1) Well, in FreeForm you just look at the language sources to see the syntax,
e.g.:

[http://freeformlang.git.sourceforge.net/git/gitweb.cgi?p=fre...](http://freeformlang.git.sourceforge.net/git/gitweb.cgi?p=freeformlang/freeformlang;a=blob;f=projects/FreeFormDemo/examples/lisp/lisp.ff;hb=HEAD)

You will be using the syntax you explicitly specified. The fact that you can
use more than language, doesn't mean you have to use languages or language
extensions you are not familiar with. I'm not certain, why this should be a
problem. If there is a syntax package you'd like to try, there is inevitably
some learning required, similarly as with the new libraries.

2)

Well, you are right, both the problems and benefits of operator overloading
are present. Still, as a C++ programmer, in many cases, the benefits far
outweight the price (especially with smart pointers). Also, like with C++
operators, to see how the notation operates, you can just check out the code.
But I have to admit, that the ability to define & extend syntax comes with a
great responsibility. I'd still see situations, where the mechanism would be
useful.

3) It is possible to have generic expressions, that take parameters. E.g.
let's imagine, that we have some extendable core language set (e.g. my.glang)
and several extendable extensions to it (e.g. my.ipc.glang, my.sql.glang).
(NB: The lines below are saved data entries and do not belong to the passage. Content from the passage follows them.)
//! Append-only file writer with a byte-threshold flush policy.
//!
//! Bytes submitted through [`Appender::append`] accumulate in a staging
//! buffer and are written through once the buffer reaches the configured
//! size, on [`flush`](Appender::flush), or when the appender is dropped.
//! Callers submit whole records, so a record is never split across the
//! staging boundary. Instead of relying on platform append-mode semantics
//! the appender seeks to the end once and tracks the logical size itself.

use std::fs::{File, OpenOptions};
use std::io::{Seek, SeekFrom, Write};
use std::path::{Path, PathBuf};

use crate::error::Result;

pub struct Appender {
    file: File,
    path: PathBuf,
    staged: Vec<u8>,
    buffer_size: usize,
    /// Logical size: bytes on disk plus staged bytes.
    size: u64,
}

impl Appender {
    /// Opens `path` for read/write (creating it if missing) and positions
    /// the write cursor at the end.
    pub fn open(path: &Path, buffer_size: usize) -> Result<Self> {
        let mut file = OpenOptions::new()
            .create(true)
            .read(true)
            .write(true)
            .truncate(false)
            .open(path)
            .map_err(|e| crate::error::Error::IO(format!("open {}: {e}", path.display())))?;
        let size = file.seek(SeekFrom::End(0))?;

        Ok(Self {
            file,
            path: path.to_path_buf(),
            staged: Vec::with_capacity(buffer_size),
            buffer_size: buffer_size.max(1),
            size,
        })
    }

    /// Stages `bytes` for appending, writing through once the staging
    /// buffer reaches the threshold.
    pub fn append(&mut self, bytes: &[u8]) -> Result<()> {
        self.staged.extend_from_slice(bytes);
        self.size += bytes.len() as u64;
        if self.staged.len() >= self.buffer_size {
            self.write_staged()?;
        }
        Ok(())
    }

    /// Writes any staged bytes through to the file.
    pub fn flush(&mut self) -> Result<()> {
        self.write_staged()?;
        self.file.flush()?;
        Ok(())
    }

    /// Flushes and fsyncs.
    pub fn sync(&mut self) -> Result<()> {
        self.flush()?;
        self.file.sync_all()?;
        Ok(())
    }

    /// Drops staged bytes and truncates the file to `len` bytes, leaving
    /// the cursor at the new end.
    pub fn truncate(&mut self, len: u64) -> Result<()> {
        self.staged.clear();
        self.file.set_len(len)?;
        self.file.seek(SeekFrom::Start(len))?;
        self.size = len;
        Ok(())
    }

    /// Logical size in bytes, staged bytes included.
    pub fn size(&self) -> u64 {
        self.size
    }

    pub fn path(&self) -> &Path {
        &self.path
    }

    fn write_staged(&mut self) -> Result<()> {
        if self.staged.is_empty() {
            return Ok(());
        }
        self.file
            .write_all(&self.staged)
            .map_err(|e| crate::error::Error::IO(format!("append {}: {e}", self.path.display())))?;
        self.staged.clear();
        Ok(())
    }
}

impl Drop for Appender {
    fn drop(&mut self) {
        let _ = self.flush();
    }
}

#[cfg(test)]
mod tests {
    use super::*;
    use crate::tmpfs::TempDir;

    #[test]
    fn test_append_below_threshold_stays_staged() {
        let dir = TempDir::new().expect("Failed to create temp dir");
        let path = dir.file("append.log");

        let mut appender = Appender::open(&path, 1024).expect("Failed to open appender");
        appender.append(b"hello").expect("append failed");

        assert_eq!(appender.size(), 5);
        // Nothing hit the disk yet.
        assert_eq!(std::fs::metadata(&path).expect("stat failed").len(), 0);

        appender.flush().expect("flush failed");
        assert_eq!(std::fs::read(&path).expect("read failed"), b"hello");
    }

    #[test]
    fn test_threshold_triggers_write() {
        let dir = TempDir::new().expect("Failed to create temp dir");
        let path = dir.file("append.log");

        let mut appender = Appender::open(&path, 8).expect("Failed to open appender");
        appender.append(b"0123").expect("append failed");
        appender.append(b"4567").expect("append failed");

        // 8 staged bytes reached the threshold and were written through.
        assert_eq!(std::fs::read(&path).expect("read failed"), b"01234567");
    }

    #[test]
    fn test_byte_order_preserved_across_flushes() {
        let dir = TempDir::new().expect("Failed to create temp dir");
        let path = dir.file("append.log");

        let mut appender = Appender::open(&path, 4).expect("Failed to open appender");
        for chunk in [&b"aa"[..], b"bb", b"cc", b"dd", b"e"] {
            appender.append(chunk).expect("append failed");
        }
        appender.flush().expect("flush failed");

        assert_eq!(std::fs::read(&path).expect("read failed"), b"aabbccdde");
    }

    #[test]
    fn test_reopen_appends_at_end() {
        let dir = TempDir::new().expect("Failed to create temp dir");
        let path = dir.file("append.log");

        {
            let mut appender = Appender::open(&path, 16).expect("Failed to open appender");
            appender.append(b"first").expect("append failed");
            appender.flush().expect("flush failed");
        }
        {
            let mut appender = Appender::open(&path, 16).expect("Failed to reopen appender");
            assert_eq!(appender.size(), 5);
            appender.append(b"|second").expect("append failed");
            appender.flush().expect("flush failed");
        }

        assert_eq!(std::fs::read(&path).expect("read failed"), b"first|second");
    }

    #[test]
    fn test_drop_flushes() {
        let dir = TempDir::new().expect("Failed to create temp dir");
        let path = dir.file("append.log");

        {
            let mut appender = Appender::open(&path, 1024).expect("Failed to open appender");
            appender.append(b"pending").expect("append failed");
        }
        assert_eq!(std::fs::read(&path).expect("read failed"), b"pending");
    }

    #[test]
    fn test_truncate() {
        let dir = TempDir::new().expect("Failed to create temp dir");
        let path = dir.file("append.log");

        let mut appender = Appender::open(&path, 4).expect("Failed to open appender");
        appender.append(b"prefix|records").expect("append failed");
        appender.flush().expect("flush failed");

        appender.truncate(7).expect("truncate failed");
        appender.append(b"new").expect("append failed");
        appender.flush().expect("flush failed");

        assert_eq!(std::fs::read(&path).expect("read failed"), b"prefix|new");
        assert_eq!(appender.size(), 10);
    }
}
In current code, to glue it all together you can do

exp glued = my.sql.glang(glued)|my.ipc.glang(glued)|my.glang(glued);

Even more, you can make even that extendable:

exp gglued(ext) = ext|my.sql.glang(glued)|my.ipc.glang(glued)|my.glang(glued);

4) Well, in previous example, one automatically will set priority between
languages. So, if the sql syntax uses some foobar@zap syntax, while the mt
library uses the same, the sql syntax will be chosen. Still, ofc. this kind of
hiding of expressions have its own problems, and I believe that the only real
way to manage such issues is with careful language & extension design. Still
ofc. if there are syntax packages from two different parties, syntax clashes
may result. Still, as the syntax definitions tend to be highly modular, even
in such cases you may be in position to create your own coherent language
package by cherry picking some syntax from here and there.

------
serichsen
What does this have that Common Lisp doesn't?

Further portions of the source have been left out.